*Directions for this task*: Lines below that include "format" are the answer; copy each one.

┌──

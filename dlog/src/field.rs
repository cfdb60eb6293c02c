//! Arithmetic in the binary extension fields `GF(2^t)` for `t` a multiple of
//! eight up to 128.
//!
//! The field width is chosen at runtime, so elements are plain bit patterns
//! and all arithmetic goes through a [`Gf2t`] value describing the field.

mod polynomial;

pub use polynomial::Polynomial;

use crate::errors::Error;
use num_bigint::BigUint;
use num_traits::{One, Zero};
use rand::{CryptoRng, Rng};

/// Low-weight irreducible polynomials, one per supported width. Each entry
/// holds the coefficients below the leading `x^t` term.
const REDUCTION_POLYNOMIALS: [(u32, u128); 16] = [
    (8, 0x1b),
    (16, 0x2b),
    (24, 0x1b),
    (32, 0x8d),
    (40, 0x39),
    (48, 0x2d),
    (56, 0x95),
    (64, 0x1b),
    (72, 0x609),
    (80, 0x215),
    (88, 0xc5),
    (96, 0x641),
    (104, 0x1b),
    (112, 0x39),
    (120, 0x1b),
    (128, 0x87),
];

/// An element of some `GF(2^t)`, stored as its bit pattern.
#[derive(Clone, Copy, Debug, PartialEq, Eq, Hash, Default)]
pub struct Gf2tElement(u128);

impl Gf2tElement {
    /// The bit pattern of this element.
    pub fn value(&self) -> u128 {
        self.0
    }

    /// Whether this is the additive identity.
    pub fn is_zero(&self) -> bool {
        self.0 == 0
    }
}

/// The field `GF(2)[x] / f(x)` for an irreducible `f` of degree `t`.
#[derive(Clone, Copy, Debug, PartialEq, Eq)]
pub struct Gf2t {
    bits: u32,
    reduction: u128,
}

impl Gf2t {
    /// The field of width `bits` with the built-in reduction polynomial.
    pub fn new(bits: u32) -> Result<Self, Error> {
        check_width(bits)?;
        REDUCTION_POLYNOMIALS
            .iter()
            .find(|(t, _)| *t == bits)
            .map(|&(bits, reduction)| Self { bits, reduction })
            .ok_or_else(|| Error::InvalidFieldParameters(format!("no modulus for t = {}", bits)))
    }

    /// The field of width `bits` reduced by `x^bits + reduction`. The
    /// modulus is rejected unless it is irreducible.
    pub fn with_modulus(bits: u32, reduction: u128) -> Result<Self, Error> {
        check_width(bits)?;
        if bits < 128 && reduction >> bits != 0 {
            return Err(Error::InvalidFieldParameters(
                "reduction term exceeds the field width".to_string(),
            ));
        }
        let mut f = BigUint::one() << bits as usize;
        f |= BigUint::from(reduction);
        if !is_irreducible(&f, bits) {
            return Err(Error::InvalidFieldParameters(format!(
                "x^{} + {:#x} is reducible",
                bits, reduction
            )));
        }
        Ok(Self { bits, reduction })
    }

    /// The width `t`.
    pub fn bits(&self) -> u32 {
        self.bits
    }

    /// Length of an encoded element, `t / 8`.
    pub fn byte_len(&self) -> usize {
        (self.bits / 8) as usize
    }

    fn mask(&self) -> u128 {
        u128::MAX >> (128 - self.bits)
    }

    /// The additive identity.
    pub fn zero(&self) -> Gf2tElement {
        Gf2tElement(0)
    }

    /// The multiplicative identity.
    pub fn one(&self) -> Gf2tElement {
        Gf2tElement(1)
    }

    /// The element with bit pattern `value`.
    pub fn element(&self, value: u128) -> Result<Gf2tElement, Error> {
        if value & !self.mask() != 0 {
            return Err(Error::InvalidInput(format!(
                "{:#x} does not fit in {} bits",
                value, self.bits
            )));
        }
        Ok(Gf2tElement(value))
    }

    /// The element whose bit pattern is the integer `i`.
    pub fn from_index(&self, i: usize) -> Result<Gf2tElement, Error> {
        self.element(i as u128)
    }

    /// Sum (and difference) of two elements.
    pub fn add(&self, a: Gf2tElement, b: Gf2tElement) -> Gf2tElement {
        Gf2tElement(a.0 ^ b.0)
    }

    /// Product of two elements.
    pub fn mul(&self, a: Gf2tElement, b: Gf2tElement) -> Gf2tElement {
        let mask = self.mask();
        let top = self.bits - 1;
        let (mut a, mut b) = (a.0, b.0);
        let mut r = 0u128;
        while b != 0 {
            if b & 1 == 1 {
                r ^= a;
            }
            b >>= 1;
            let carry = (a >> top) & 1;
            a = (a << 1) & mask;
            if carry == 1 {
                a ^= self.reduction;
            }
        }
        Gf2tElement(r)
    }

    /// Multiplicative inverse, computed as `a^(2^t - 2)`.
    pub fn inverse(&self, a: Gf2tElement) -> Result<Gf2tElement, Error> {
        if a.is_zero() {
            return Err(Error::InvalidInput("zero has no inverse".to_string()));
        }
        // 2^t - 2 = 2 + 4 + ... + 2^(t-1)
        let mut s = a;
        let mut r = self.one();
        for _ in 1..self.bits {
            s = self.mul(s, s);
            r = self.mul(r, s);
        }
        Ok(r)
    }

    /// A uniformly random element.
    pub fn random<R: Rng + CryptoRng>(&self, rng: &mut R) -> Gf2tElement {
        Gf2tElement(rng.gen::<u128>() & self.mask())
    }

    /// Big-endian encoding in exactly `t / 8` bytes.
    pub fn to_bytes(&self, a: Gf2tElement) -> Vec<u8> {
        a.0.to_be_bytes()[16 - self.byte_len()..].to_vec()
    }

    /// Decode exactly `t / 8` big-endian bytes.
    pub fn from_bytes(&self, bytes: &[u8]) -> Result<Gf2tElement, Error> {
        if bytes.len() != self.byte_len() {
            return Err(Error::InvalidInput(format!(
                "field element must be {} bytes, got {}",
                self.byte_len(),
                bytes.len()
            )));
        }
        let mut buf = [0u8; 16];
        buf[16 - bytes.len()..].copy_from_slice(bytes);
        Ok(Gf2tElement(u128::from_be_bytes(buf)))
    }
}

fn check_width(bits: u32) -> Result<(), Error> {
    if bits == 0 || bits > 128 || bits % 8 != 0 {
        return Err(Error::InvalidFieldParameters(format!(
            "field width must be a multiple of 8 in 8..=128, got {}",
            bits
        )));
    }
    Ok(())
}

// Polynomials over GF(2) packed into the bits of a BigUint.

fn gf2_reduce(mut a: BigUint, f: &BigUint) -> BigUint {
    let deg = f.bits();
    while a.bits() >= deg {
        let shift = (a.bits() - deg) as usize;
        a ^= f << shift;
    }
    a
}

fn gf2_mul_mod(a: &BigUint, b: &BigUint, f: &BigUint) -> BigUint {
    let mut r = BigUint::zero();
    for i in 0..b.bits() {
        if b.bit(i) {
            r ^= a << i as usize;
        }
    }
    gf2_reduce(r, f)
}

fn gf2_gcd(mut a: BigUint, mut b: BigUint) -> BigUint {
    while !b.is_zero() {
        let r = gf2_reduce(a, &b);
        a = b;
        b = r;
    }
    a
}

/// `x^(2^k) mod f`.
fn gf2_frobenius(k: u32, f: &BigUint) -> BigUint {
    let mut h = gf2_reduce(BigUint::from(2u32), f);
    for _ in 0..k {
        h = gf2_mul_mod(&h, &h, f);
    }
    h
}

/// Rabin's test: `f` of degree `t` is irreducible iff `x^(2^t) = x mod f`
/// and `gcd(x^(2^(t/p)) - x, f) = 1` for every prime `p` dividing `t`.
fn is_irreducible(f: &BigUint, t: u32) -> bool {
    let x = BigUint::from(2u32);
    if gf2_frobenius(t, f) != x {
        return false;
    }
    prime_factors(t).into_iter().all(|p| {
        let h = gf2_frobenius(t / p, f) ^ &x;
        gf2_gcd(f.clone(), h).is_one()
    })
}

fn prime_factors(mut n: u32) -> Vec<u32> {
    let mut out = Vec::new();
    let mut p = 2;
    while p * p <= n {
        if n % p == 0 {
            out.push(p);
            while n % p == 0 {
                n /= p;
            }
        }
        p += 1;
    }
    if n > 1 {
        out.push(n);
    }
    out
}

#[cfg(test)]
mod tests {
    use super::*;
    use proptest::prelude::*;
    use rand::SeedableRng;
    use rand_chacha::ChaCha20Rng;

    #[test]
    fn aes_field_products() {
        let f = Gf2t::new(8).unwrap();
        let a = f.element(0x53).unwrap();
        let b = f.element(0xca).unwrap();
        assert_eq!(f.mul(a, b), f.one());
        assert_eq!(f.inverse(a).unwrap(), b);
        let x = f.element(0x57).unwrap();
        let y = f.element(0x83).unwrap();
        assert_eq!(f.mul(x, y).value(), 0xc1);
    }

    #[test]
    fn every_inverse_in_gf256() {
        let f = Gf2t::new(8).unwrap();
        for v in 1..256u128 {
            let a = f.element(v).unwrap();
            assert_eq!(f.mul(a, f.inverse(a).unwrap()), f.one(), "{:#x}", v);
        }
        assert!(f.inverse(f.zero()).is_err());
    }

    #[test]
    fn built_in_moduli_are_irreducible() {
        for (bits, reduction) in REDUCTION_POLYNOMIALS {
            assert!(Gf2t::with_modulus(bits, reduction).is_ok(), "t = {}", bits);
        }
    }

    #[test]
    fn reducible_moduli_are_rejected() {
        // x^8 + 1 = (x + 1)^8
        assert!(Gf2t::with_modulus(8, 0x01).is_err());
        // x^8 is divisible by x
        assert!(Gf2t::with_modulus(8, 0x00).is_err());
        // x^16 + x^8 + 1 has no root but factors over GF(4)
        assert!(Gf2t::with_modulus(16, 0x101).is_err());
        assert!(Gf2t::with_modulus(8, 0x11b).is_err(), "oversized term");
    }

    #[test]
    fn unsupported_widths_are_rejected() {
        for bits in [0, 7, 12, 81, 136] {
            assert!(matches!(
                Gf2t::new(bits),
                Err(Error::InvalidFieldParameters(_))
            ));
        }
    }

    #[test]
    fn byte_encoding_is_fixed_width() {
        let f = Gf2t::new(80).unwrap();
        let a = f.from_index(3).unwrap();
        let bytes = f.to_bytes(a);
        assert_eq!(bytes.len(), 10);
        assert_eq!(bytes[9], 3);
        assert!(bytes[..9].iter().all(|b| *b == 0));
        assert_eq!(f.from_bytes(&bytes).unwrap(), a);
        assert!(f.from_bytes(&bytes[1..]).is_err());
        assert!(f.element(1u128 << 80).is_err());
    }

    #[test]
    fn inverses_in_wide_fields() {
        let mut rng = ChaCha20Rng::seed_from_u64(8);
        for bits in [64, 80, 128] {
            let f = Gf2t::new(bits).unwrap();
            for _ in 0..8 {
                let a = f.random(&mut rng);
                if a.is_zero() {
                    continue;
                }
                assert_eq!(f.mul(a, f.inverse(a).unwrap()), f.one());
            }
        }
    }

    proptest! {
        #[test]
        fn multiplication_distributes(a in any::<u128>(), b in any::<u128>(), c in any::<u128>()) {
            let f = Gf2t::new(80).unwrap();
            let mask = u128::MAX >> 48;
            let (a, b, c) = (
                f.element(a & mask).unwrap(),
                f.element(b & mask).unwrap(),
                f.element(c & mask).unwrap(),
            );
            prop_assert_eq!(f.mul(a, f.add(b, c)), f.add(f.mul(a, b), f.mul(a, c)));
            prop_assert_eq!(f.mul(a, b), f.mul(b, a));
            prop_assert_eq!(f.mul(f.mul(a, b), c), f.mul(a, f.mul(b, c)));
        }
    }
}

└──

*Response to the exercise*:
            .ok_or_else(|| Error::InvalidFieldParameters(format!("no modulus for t = {}", bits)))
            return Err(Error::InvalidFieldParameters(format!(
            return Err(Error::InvalidInput(format!(
            return Err(Error::InvalidInput(format!(
        return Err(Error::InvalidFieldParameters(format!(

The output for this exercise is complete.